World class automotive company Jaguar Land Rover’s approach is to seek opportunities in
technological developments and expertise to continually improve their development process
and product performance. Jaguar Land Rover and the Virtual Engineering Centre combined their
expertise in the development of scientific workflows, enabling them to optimise their modelling
and simulation processes, incorporating multiple disciplines and regression methods.
An integrated CAE process for maximising vehicle performance in pedestrian safety, according
to the EuroNCAP standards subject to structural stiffness constraints, was developed by the VEC,
using scientific workflows connected to high performance computing resources. Hundreds of
design variants were created, invoking powerful modelling tools though automatic procedures,
allowing the extensive exploration of the design space and vehicle’s performance. Regression
techniques, implemented by the University of Liverpool, were used in optimisation workflows,
leading to an optimal design. Seamless access to the supercomputing facilities provided by the
Hartree Centre was a key enabler for the project.

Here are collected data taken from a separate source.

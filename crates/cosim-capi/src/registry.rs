//! Generational handle registry.
//!
//! A handle packs a slot index (low 32 bits) and the slot's generation
//! (high 32 bits).  Generations start at 1 and advance every time a slot is
//! freed, so the raw value 0 is never issued and a handle that outlived its
//! object is detected instead of aliasing whatever reuses the slot.

use std::fmt;
use std::sync::Arc;

use parking_lot::Mutex;

use cosim_core::{CosimError, CosimResult};

/// A typed opaque handle as it crosses the C boundary.
pub trait Handle: Copy {
    /// Noun used in error messages.
    const KIND: &'static str;

    fn from_raw(raw: u64) -> Self;
    fn raw(self) -> u64;

    #[inline]
    fn is_null(self) -> bool {
        self.raw() == 0
    }
}

/// Generate a `#[repr(transparent)]` handle newtype.
macro_rules! handle_type {
    ($(#[$attr:meta])* $name:ident, $kind:literal) => {
        $(#[$attr])*
        #[repr(transparent)]
        #[derive(Copy, Clone, PartialEq, Eq, Hash, Debug, Default)]
        pub struct $name(pub u64);

        impl $name {
            pub const NULL: $name = $name(0);
        }

        impl Handle for $name {
            const KIND: &'static str = $kind;

            #[inline(always)]
            fn from_raw(raw: u64) -> Self {
                $name(raw)
            }

            #[inline(always)]
            fn raw(self) -> u64 {
                self.0
            }
        }

        impl fmt::Display for $name {
            fn fmt(&self, f: &mut fmt::Formatter<'_>) -> fmt::Result {
                write!(f, concat!($kind, " handle {:#x}"), self.0)
            }
        }
    };
}

handle_type! {
    /// `cosim_execution*`
    ExecutionHandle, "execution"
}
handle_type! {
    /// `cosim_slave*`
    SlaveHandle, "slave"
}
handle_type! {
    /// `cosim_observer*`
    ObserverHandle, "observer"
}
handle_type! {
    /// `cosim_manipulator*`
    ManipulatorHandle, "manipulator"
}
handle_type! {
    /// `cosim_algorithm*`
    AlgorithmHandle, "algorithm"
}

// ── Registry ─────────────────────────────────────────────────────────────────

struct Slot<T> {
    generation: u32,
    value:      Option<Arc<T>>,
}

struct Slots<T> {
    entries: Vec<Slot<T>>,
    free:    Vec<u32>,
}

/// Owns every live object of one handle family.
///
/// Lookups hand out `Arc` clones so an object stays alive for the duration
/// of a call even if another thread destroys its handle meanwhile.
pub struct HandleRegistry<H, T> {
    slots:   Mutex<Slots<T>>,
    _handle: std::marker::PhantomData<fn() -> H>,
}

impl<H: Handle, T> Default for HandleRegistry<H, T> {
    fn default() -> Self {
        Self::new()
    }
}

fn split(raw: u64) -> (usize, u32) {
    ((raw & u64::from(u32::MAX)) as usize, (raw >> 32) as u32)
}

impl<H: Handle, T> HandleRegistry<H, T> {
    pub fn new() -> Self {
        Self {
            slots:   Mutex::new(Slots { entries: Vec::new(), free: Vec::new() }),
            _handle: std::marker::PhantomData,
        }
    }

    /// Store `value` and return its new handle.
    pub fn insert(&self, value: T) -> H {
        let mut slots = self.slots.lock();
        let index = match slots.free.pop() {
            Some(index) => index,
            None => {
                slots.entries.push(Slot { generation: 1, value: None });
                (slots.entries.len() - 1) as u32
            }
        };
        let slot = &mut slots.entries[index as usize];
        slot.value = Some(Arc::new(value));
        H::from_raw((u64::from(slot.generation) << 32) | u64::from(index))
    }

    pub fn get(&self, handle: H) -> CosimResult<Arc<T>> {
        if handle.is_null() {
            return Err(CosimError::InvalidArgument(format!("null {} handle", H::KIND)));
        }
        let (index, generation) = split(handle.raw());
        let slots = self.slots.lock();
        slots
            .entries
            .get(index)
            .filter(|slot| slot.generation == generation)
            .and_then(|slot| slot.value.clone())
            .ok_or_else(|| stale::<H>(handle))
    }

    /// Release the object behind `handle`.  A null handle is a no-op and
    /// returns `Ok(None)`; a stale one is an error.
    pub fn remove(&self, handle: H) -> CosimResult<Option<Arc<T>>> {
        if handle.is_null() {
            return Ok(None);
        }
        let (index, generation) = split(handle.raw());
        let mut slots = self.slots.lock();
        let slot = slots
            .entries
            .get_mut(index)
            .filter(|slot| slot.generation == generation && slot.value.is_some())
            .ok_or_else(|| stale::<H>(handle))?;
        let value = slot.value.take();
        slot.generation = slot.generation.wrapping_add(1).max(1);
        slots.free.push(index as u32);
        Ok(value)
    }

    pub fn len(&self) -> usize {
        self.slots.lock().entries.iter().filter(|s| s.value.is_some()).count()
    }

    pub fn is_empty(&self) -> bool {
        self.len() == 0
    }
}

fn stale<H: Handle>(handle: H) -> CosimError {
    CosimError::InvalidArgument(format!(
        "invalid {} handle {:#x} (already destroyed or never created)",
        H::KIND,
        handle.raw()
    ))
}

Virtual engineering allows organisations to investigate the performance of products in the
early stages of their design process, minimising the use of physical prototypes and leading to
considerable reductions in time-to-market and manufacturing costs.

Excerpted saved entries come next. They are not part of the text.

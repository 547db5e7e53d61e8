//! Graphics framework error type.

use thiserror::Error;

/// An error that can occur while creating or using GPU resources.
#[derive(Debug, Error)]
pub enum FrameworkError {
    /// Vertex or fragment shader failed to compile.
    #[error("failed to compile {shader_name} shader: {error_message}")]
    ShaderCompilationFailed {
        /// Name of the shader.
        shader_name: String,
        /// Compiler output.
        error_message: String,
    },
    /// Shader program failed to link.
    #[error("failed to link program {0}")]
    ShaderLinkingFailed(String),
    /// A uniform required by the renderer is missing from the program, most
    /// often because the compiler optimized an unused one out.
    #[error("unable to find uniform {0}")]
    UnableToFindShaderUniform(String),
    /// Texture data does not match the declared kind/pixel format.
    #[error("invalid texture data: expected {expected} bytes, got {actual}")]
    InvalidTextureData {
        /// Byte size implied by the descriptor.
        expected: usize,
        /// Byte size actually provided.
        actual: usize,
    },
    /// Framebuffer attachments are inconsistent (e.g. mismatched sizes).
    #[error("invalid frame buffer: {0}")]
    InvalidFrameBuffer(String),
    /// Backend-specific failure.
    #[error("{0}")]
    Custom(String),
}
struct ShadowSlots {
    shadows_enabled: UniformLocation,
    cascaded_shadows: UniformLocation,
    cascade_textures: Vec<UniformLocation>,
    cascade_view_projections: Vec<UniformLocation>,
    cascade_distances: Vec<UniformLocation>,
    map_texture: UniformLocation,
    map_view_projection: UniformLocation,
}

/// Everything the lighting pass needs from the current frame.
pub struct LightingInput<'a> {
    /// Target framebuffer (the final HDR frame).
    pub target: &'a SharedFrameBuffer,
    /// Target viewport.
    pub viewport: Rect,
    /// Filled G-buffer.
    pub gbuffer: &'a GBuffer,
    /// Frame camera.
    pub camera: &'a Camera,
    /// Directional lights of the frame.
    pub directional_lights: &'a [DirectionalLight],
    /// Point lights of the frame.
    pub point_lights: &'a [PointLight],
    /// Spot lights of the frame.
    pub spot_lights: &'a [SpotLight],
    /// Scene environment, if any.
    pub environment: Option<&'a Environment>,
    /// Shadow pass output, if a directional light produced one.
    pub shadow_map: Option<&'a ShadowMap>,
}

/// Renders deferred lighting. All uniform locations, including every
/// light-array element, are resolved once here at construction; per-frame
/// work only writes values into them.
pub struct DeferredLightRenderer {
    server: SharedGraphicsServer,
    program: SharedGpuProgram,
    quad: SharedGeometryBuffer,
    brdf_lut: SharedGpuTexture,
    fallback_cube: SharedGpuTexture,
    fallback_shadow: SharedGpuTexture,

    depth_texture: UniformLocation,
    color_texture: UniformLocation,
    normal_texture: UniformLocation,
    emissive_texture: UniformLocation,
    brdf_lut_location: UniformLocation,
    use_ibl: UniformLocation,
    irradiance_cube: UniformLocation,
    prefiltered_cube: UniformLocation,
    world_view_projection: UniformLocation,
    inv_view_proj: UniformLocation,
    camera_position: UniformLocation,
    camera_forward: UniformLocation,

    shadow_slots: ShadowSlots,

    directional_light_count: UniformLocation,
    directional_lights: Vec<DirectionalLightSlots>,
    point_light_count: UniformLocation,
    point_lights: Vec<PointLightSlots>,
    spot_light_count: UniformLocation,
    spot_lights: Vec<SpotLightSlots>,
}

fn bake_brdf_lut(
    server: &SharedGraphicsServer,
    quad: &SharedGeometryBuffer,
) -> Result<SharedGpuTexture, RendererError> {
    let lut = server.create_texture(GpuTextureDescriptor::render_target(
        GpuTextureKind::Rectangle {
            width: BRDF_LUT_SIZE,
            height: BRDF_LUT_SIZE,
        },
        PixelKind::RG16F,
    ))?;

    // The bake framebuffer and program live only for this one draw.
    let framebuffer = server.create_frame_buffer(
        None,
        vec![Attachment {
            kind: AttachmentKind::Color,
            texture: lut.clone(),
        }],
    )?;
    let program = server.create_program(
        "BrdfLutShader",
        include_str!("shaders/fullscreen_vs.glsl"),
        include_str!("shaders/brdf_lut_fs.glsl"),
    )?;

    let viewport = Rect::new(0, 0, BRDF_LUT_SIZE as i32, BRDF_LUT_SIZE as i32);
    framebuffer.draw(
        quad,
        viewport,
        &program,
        &DrawParameters {
            cull_face: None,
            depth_write: false,
            depth_test: None,
            ..Default::default()
        },
        &[(
            program.uniform_location("worldViewProjection")?,
            UniformValue::Matrix4(Matrix4::new_scaling(2.0)),
        )],
    );

    Ok(lut)
}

Elements of the developed workflows have already been adopted into the modelling process by
Jaguar Land Rover. Through this collaboration, the company was able to achieve a tenfold increase
of the investigated complex scenarios, using more than 3 million core-hours on the Hartree
Centre’s iDataplex cluster, Blue Wonder. The VEC provided fast interpretation and manipulation of
thousands of results, as well as improved designs, using accurate numerical methods.